(INPUT FOR THIS TASK Opens)

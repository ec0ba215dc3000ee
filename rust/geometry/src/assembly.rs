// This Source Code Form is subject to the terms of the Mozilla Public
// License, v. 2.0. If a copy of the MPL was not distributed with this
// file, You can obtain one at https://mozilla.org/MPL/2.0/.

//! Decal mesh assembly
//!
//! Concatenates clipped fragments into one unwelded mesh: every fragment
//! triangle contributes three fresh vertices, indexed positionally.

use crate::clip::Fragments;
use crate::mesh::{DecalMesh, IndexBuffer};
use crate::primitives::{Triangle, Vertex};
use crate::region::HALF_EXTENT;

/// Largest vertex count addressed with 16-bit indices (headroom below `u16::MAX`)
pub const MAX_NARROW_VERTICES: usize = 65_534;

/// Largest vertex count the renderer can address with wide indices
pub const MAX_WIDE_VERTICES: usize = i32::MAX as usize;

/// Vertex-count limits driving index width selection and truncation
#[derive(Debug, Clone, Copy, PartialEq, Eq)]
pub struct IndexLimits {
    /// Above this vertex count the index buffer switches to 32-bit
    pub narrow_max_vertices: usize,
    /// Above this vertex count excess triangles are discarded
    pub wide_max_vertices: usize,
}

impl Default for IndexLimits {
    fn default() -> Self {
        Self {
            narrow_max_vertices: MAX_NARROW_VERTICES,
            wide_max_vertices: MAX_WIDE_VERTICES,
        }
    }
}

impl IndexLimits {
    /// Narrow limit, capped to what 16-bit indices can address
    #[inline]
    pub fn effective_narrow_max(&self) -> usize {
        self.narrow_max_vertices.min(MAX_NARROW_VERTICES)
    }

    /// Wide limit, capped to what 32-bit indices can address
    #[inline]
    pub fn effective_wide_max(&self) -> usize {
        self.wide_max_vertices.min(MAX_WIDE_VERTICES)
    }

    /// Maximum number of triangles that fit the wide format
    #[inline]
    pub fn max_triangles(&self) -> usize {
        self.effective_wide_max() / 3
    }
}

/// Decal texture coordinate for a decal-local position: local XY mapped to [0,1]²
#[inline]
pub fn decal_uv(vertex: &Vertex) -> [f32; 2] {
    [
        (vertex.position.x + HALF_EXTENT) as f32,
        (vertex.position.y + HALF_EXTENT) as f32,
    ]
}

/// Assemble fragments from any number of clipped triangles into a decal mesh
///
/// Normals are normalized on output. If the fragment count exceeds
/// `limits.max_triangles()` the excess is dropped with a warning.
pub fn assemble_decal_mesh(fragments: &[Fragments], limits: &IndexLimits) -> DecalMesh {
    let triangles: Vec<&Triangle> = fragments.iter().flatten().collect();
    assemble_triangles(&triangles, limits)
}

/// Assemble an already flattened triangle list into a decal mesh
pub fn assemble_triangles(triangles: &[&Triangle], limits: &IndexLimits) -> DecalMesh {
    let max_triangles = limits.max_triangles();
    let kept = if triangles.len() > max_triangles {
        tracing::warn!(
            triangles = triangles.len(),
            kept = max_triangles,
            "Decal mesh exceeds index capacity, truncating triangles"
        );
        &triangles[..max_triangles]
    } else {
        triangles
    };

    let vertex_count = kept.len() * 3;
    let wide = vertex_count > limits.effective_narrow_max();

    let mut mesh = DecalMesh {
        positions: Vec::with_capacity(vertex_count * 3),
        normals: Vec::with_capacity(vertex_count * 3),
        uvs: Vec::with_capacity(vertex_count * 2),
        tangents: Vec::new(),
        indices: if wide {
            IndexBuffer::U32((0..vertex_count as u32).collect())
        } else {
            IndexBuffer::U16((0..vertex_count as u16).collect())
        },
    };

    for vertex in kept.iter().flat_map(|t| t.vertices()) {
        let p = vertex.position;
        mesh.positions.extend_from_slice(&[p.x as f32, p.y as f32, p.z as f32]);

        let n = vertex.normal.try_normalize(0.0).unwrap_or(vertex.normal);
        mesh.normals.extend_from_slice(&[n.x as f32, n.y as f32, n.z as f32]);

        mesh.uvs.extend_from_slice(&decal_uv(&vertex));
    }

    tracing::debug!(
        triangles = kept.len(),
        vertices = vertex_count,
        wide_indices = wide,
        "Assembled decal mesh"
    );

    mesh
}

(INPUT FOR THIS TASK Closes)

## PROBLEM DETAILS
Only the lines above from the line containing "fragment count exceeds" through the line containing "let mut mesh" should be retyped, exactly and with both ends included.

## THE COMPLETED TASK
/// Normals are normalized on output. If the fragment count exceeds
/// `limits.max_triangles()` the excess is dropped with a warning.
pub fn assemble_decal_mesh(fragments: &[Fragments], limits: &IndexLimits) -> DecalMesh {
    let triangles: Vec<&Triangle> = fragments.iter().flatten().collect();
    assemble_triangles(&triangles, limits)
}

/// Assemble an already flattened triangle list into a decal mesh
pub fn assemble_triangles(triangles: &[&Triangle], limits: &IndexLimits) -> DecalMesh {
    let max_triangles = limits.max_triangles();
    let kept = if triangles.len() > max_triangles {
        tracing::warn!(
            triangles = triangles.len(),
            kept = max_triangles,
            "Decal mesh exceeds index capacity, truncating triangles"
        );
        &triangles[..max_triangles]
    } else {
        triangles
    };

    let vertex_count = kept.len() * 3;
    let wide = vertex_count > limits.effective_narrow_max();

    let mut mesh = DecalMesh {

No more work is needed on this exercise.